=== Instructions to follow ===
Give the number of lines in the records below that contain the word "NoKey", and nothing more.

=== Information provided ===
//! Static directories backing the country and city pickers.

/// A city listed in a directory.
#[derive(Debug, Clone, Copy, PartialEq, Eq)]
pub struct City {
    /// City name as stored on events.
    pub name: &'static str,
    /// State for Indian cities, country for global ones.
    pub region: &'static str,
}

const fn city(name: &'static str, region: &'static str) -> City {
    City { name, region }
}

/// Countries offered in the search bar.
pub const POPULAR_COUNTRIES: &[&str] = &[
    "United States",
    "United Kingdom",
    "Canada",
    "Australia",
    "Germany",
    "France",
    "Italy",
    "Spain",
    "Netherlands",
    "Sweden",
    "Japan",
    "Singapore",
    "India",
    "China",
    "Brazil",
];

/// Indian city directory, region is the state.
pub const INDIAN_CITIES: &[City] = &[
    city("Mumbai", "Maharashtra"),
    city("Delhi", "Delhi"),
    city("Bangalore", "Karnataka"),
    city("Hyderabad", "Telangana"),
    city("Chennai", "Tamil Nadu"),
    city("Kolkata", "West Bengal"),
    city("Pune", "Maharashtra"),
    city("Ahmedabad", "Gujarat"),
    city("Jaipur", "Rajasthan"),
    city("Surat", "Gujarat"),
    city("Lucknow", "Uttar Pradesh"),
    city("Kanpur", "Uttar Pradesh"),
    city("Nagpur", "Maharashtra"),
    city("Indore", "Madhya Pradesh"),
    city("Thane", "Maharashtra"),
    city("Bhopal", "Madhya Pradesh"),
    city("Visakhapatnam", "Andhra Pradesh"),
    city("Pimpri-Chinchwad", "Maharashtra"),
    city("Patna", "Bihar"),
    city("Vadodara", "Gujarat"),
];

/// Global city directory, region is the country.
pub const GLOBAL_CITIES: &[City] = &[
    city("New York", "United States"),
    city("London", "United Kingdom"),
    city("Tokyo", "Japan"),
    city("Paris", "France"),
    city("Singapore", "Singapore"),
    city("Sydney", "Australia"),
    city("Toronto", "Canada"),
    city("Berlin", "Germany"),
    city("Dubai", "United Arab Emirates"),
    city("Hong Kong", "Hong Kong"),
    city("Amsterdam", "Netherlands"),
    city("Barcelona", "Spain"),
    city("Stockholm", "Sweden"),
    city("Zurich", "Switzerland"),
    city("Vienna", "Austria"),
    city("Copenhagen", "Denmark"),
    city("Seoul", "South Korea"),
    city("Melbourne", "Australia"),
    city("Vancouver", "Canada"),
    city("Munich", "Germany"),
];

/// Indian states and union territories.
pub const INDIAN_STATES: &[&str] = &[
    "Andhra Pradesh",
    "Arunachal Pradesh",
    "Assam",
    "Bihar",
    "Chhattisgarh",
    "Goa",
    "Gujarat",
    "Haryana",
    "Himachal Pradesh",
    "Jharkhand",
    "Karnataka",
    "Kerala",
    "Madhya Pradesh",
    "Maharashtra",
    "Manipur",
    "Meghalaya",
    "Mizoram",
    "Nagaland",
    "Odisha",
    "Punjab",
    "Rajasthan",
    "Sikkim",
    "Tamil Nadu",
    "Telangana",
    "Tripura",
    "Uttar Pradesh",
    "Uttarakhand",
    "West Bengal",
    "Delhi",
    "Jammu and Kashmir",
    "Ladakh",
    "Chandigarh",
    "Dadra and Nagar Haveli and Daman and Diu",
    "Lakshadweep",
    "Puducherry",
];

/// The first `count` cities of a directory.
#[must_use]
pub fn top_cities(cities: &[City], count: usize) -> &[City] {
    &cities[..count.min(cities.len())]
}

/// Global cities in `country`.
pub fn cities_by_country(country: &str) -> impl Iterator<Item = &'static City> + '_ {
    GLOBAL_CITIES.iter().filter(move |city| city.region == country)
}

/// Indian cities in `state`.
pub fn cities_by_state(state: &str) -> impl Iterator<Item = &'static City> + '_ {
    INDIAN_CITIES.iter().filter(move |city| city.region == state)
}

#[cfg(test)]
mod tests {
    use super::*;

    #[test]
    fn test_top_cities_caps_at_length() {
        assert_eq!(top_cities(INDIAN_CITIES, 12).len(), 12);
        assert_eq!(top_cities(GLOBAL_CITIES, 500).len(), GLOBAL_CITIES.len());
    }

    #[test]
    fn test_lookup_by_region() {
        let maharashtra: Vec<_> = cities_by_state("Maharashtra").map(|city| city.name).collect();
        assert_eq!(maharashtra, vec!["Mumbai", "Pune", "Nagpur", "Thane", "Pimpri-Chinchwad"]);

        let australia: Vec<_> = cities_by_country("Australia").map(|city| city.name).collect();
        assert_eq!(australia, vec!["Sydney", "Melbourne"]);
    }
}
==
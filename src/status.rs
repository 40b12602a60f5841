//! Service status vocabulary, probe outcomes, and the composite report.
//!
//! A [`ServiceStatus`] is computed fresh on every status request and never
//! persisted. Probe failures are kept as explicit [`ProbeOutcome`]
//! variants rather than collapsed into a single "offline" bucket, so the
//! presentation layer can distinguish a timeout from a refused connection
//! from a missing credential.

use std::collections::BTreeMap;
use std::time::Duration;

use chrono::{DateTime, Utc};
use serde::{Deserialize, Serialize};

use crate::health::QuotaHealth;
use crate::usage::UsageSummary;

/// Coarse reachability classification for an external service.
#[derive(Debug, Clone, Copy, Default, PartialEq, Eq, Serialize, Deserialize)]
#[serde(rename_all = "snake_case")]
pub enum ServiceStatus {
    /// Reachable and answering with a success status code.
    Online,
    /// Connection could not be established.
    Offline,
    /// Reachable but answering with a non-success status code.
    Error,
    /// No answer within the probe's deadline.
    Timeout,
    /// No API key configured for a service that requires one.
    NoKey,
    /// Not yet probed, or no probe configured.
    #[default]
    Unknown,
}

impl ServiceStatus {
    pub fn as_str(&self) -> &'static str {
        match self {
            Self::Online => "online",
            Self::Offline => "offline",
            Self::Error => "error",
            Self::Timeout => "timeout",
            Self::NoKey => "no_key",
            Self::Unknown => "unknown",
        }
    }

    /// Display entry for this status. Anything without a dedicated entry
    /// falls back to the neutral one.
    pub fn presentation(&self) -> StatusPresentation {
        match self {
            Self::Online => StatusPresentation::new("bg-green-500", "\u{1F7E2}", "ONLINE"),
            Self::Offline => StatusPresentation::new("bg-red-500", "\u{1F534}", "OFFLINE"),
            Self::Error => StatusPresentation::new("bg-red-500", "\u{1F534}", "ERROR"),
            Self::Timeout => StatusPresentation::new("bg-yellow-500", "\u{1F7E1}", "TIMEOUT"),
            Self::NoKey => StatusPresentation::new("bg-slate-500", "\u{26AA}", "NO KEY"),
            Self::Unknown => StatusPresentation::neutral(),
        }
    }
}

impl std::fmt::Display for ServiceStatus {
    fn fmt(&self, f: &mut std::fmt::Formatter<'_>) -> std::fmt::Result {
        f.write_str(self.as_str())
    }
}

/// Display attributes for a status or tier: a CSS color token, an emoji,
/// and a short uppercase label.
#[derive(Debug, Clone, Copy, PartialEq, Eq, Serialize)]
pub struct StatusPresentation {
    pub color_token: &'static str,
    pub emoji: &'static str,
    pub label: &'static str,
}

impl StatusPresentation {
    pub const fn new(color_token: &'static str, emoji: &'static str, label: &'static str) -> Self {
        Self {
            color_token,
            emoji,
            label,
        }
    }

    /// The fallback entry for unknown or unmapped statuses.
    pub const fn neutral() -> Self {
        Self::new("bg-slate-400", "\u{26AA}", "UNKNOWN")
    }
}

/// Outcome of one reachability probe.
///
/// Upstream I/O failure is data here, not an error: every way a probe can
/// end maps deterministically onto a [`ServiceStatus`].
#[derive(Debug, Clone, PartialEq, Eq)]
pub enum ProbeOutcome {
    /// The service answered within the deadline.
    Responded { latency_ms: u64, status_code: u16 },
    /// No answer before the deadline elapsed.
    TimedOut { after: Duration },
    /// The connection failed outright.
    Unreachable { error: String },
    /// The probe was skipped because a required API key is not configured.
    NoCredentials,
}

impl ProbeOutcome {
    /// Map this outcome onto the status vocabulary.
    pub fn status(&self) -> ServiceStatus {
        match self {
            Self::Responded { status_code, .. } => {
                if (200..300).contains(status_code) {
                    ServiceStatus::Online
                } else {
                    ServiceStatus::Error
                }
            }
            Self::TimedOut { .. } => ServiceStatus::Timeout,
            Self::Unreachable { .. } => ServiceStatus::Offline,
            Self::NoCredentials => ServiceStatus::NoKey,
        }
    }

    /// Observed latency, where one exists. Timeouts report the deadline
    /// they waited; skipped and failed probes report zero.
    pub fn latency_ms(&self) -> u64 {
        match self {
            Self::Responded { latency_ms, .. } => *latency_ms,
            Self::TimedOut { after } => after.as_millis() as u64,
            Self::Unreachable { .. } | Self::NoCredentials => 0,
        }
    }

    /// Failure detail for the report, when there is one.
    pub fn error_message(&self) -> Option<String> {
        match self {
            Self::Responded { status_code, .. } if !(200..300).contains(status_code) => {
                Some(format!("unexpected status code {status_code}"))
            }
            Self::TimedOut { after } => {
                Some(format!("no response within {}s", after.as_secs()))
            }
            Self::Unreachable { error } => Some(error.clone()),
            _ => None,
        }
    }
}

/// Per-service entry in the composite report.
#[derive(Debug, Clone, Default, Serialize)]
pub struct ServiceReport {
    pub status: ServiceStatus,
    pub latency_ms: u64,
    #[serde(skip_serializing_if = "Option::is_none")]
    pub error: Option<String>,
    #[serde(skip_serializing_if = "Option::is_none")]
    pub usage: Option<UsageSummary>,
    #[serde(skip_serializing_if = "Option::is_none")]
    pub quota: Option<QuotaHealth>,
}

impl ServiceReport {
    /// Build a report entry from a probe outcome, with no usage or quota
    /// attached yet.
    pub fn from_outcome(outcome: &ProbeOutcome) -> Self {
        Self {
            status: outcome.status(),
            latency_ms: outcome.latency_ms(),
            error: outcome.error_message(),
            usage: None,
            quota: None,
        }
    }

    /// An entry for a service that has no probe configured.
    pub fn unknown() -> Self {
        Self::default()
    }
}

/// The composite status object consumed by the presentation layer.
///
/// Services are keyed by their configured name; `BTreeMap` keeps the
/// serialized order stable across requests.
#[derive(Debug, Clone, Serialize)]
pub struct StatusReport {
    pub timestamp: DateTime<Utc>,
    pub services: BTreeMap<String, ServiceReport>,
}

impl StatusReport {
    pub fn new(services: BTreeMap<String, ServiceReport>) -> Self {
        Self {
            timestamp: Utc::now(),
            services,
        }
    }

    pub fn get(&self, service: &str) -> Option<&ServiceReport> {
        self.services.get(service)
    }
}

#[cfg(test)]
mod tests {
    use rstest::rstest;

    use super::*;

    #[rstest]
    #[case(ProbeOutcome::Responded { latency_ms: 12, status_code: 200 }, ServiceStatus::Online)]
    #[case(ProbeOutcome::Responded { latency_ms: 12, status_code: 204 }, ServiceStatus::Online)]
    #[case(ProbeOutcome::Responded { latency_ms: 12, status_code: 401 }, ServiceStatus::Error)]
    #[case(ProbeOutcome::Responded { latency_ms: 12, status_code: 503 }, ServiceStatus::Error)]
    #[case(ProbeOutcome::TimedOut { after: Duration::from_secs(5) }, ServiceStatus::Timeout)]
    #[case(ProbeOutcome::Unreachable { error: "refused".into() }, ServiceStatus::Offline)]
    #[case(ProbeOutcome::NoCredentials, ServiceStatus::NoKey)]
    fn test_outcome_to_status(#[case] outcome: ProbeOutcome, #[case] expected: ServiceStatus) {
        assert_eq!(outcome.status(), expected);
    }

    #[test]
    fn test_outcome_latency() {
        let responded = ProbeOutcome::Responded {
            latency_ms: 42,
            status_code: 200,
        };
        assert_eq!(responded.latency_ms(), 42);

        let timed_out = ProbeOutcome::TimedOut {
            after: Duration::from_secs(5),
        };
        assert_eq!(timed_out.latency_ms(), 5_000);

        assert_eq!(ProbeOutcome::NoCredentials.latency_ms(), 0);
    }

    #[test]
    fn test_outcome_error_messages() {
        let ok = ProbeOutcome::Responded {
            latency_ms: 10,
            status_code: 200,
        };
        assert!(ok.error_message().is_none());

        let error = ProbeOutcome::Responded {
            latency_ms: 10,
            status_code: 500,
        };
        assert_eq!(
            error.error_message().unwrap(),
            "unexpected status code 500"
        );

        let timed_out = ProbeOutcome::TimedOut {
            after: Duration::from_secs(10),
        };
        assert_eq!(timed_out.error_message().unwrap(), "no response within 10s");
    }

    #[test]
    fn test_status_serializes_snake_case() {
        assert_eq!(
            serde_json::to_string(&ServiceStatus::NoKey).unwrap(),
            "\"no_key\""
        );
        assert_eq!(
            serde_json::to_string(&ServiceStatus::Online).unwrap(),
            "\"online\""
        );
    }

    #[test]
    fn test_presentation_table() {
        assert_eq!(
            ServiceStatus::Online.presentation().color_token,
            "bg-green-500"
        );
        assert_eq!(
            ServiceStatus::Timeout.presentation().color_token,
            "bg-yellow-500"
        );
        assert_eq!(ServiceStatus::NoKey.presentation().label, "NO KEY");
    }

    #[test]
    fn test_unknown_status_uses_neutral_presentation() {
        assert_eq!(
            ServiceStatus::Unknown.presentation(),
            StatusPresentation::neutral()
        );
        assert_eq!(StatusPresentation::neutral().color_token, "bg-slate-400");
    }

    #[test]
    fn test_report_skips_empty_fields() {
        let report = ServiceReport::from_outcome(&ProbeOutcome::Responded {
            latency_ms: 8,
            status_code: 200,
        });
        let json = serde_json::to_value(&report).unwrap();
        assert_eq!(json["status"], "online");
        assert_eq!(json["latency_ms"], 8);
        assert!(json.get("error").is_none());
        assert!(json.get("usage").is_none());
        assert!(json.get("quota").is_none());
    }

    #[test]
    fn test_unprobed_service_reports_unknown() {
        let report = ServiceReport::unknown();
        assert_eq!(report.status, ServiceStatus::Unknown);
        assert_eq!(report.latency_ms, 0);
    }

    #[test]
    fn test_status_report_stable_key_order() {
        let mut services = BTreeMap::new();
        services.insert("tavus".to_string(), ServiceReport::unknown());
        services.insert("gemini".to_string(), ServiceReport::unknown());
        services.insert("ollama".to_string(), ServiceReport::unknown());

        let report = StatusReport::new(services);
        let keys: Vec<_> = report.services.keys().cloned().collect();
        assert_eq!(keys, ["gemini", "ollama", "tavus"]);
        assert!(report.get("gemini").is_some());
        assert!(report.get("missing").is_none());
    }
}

=== Your response ===
7